After COVID-19, What Will Become of Handshakes?

Are the handshake's best days behind it?

Handshake
Is the current pandemic the end of handshakes?
US Mission Canada/Creative Commons

Plenty of writing during the pandemic has speculated about what society might look like once COVID-19 is under control — either through a vaccine or some other method. What will restaurants, moviegoing and sporting events be like? How will people date? These speculations can prompt responses from a number of disciplines, from science to history.

For all that social activities have come under the microscope — both metaphorically and literally — there’s one that’s come under a prodigious amount of scrutiny. That would be the time-honored tradition of shaking hands. Will it soon become the obsolete tradition of shaking hands? Will touching elbows or the fist jab take its place in the years to come?

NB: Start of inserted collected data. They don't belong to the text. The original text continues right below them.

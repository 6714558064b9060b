//! Dendro Pipeline
//!
//! This crate assembles imported files and jobs into a validated pipeline
//! graph over named files.
//!
//! Key guarantees:
//! - Every file name is declared exactly once (import or job output)
//! - Every job input refers to a file declared before the job
//! - A rejected declaration leaves the pipeline untouched
//! - Declaration order is preserved by every emitter
//!
//! A finished pipeline is handed to one [`Emitter`]: [`DocumentWriter`] writes
//! a portable JSON document, other crates submit it to an execution backend.

mod document;
mod emit;
mod error;
mod graph;
mod pipeline;
mod validator;

pub use document::{DocumentWriter, read_document};
pub use emit::Emitter;
pub use error::{DocumentError, PipelineError};
pub use graph::{Graph, Producer};
pub use pipeline::Pipeline;
pub use validator::{FileRegistry, PipelineValidator};
use super::*;

#[test]
fn admin_title_appends_fixed_suffix() {
    assert_eq!(admin_title("数据统计"), "数据统计 - Mini Admin");
}

#[test]
fn admin_title_empty_label_degrades_to_empty_segment() {
    assert_eq!(admin_title(""), " - Mini Admin");
}

#[test]
fn admin_title_is_pure() {
    assert_eq!(admin_title("Home"), admin_title("Home"));
}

Based on an analysis of similar moments in history by Devon Pendleton at Bloomberg, handshake partisans have little to fear. Pendleton explores the ebbs and flows of kissing throughout history, and notes that it’s vacillated in popularity at various times — including a ban on it over concerns about the bubonic plague.

Pendleton writes that handshakes were traditionally a gesture of trust, and that the possibility of germs being spread is included in that:

Above all, [the handshake] was a symbol of trust. An extended hand shows that not only is a stranger worth greeting, he’s also worth swapping germs with, according to a 2013 theory outlined by London School of Hygiene behavioral scientist Val Curtis.

Pendleton also shares the experience of using handshakes as a way to get a sense of someone’s personality — a not uncommon practice, and another reason to bet that the handshake will be back before too long.